After the match, Mourinho acknowledged that Spurs lacked a killer instinct to finish a game and bet too hard on playing football free of errors.
We once again consider a target that can be fully avoided, “Once more we concede a goal that is completely avoidable,” I have to say they played more in the second half. They were losing and trying, but we didn’t make a save for Hugo Lloris, but we didn’t ruin the game.
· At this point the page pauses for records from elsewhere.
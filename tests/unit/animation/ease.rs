use super::*;

#[test]
fn endpoints_are_stable() {
    for ease in [
        Ease::Linear,
        Ease::InQuad,
        Ease::OutQuad,
        Ease::InOutQuad,
        Ease::OutCubic,
        Ease::InOutCubic,
    ] {
        assert_eq!(ease.apply(0.0), 0.0);
        assert!((ease.apply(1.0) - 1.0).abs() < 1e-12);
        assert_eq!(ease.apply(-3.0), 0.0);
        assert!((ease.apply(7.0) - 1.0).abs() < 1e-12);
    }
}

#[test]
fn window_opacity_ramps_at_both_edges() {
    let e = Ease::Linear;
    assert_eq!(e.window_opacity(-0.1, 0.0, 3.0, 0.3), 0.0);
    assert!((e.window_opacity(0.15, 0.0, 3.0, 0.3) - 0.5).abs() < 1e-9);
    assert_eq!(e.window_opacity(1.5, 0.0, 3.0, 0.3), 1.0);
    assert!((e.window_opacity(2.85, 0.0, 3.0, 0.3) - 0.5).abs() < 1e-9);
    assert_eq!(e.window_opacity(3.0, 0.0, 3.0, 0.3), 0.0);
    assert_eq!(e.window_opacity(3.1, 0.0, 3.0, 0.3), 0.0);
}

#[test]
fn window_opacity_without_fade_is_a_step() {
    assert_eq!(Ease::Linear.window_opacity(0.0, 0.0, 1.0, 0.0), 1.0);
    assert_eq!(Ease::Linear.window_opacity(f64::NAN, 0.0, 1.0, 0.3), 0.0);
}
We lost the man in the corner again.
We have plenty of chances for matches to be killed off. We win in other cases, particularly away, but then we don’t have the ambition to achieve the target and destroy the game.
“There are individual things. Some things are individual qualities and individual mistakes. I cannot say much more than that.”
Only Brighton (12) and Sheffield United (11) have lost more points from winning positions than Spurs (10) this season in the Premier League, despite conceding late again on Wednesday.
As a result, Spurs are actually in the sixth, six points behind league-leaders Manchester United, chosen by many to be title contenders.
“We have to kill a game and we didn’t – but you have to keep a clean sheet, not make mistakes, so it was a very avoidable goal. The markers are there, there wasn’t even an advantage in terms of numbers,” he told BBC Sport.
“They were intelligent enough to understand the way they play, they change, they become more defensive and they are getting results. I thought they were a bit lucky but they were good. We have bad results and we should – and we could have – avoided these results.”
Mourinho says that despite the recent struggles to close out games, Spurs will probably not dip too deep into the transfer market.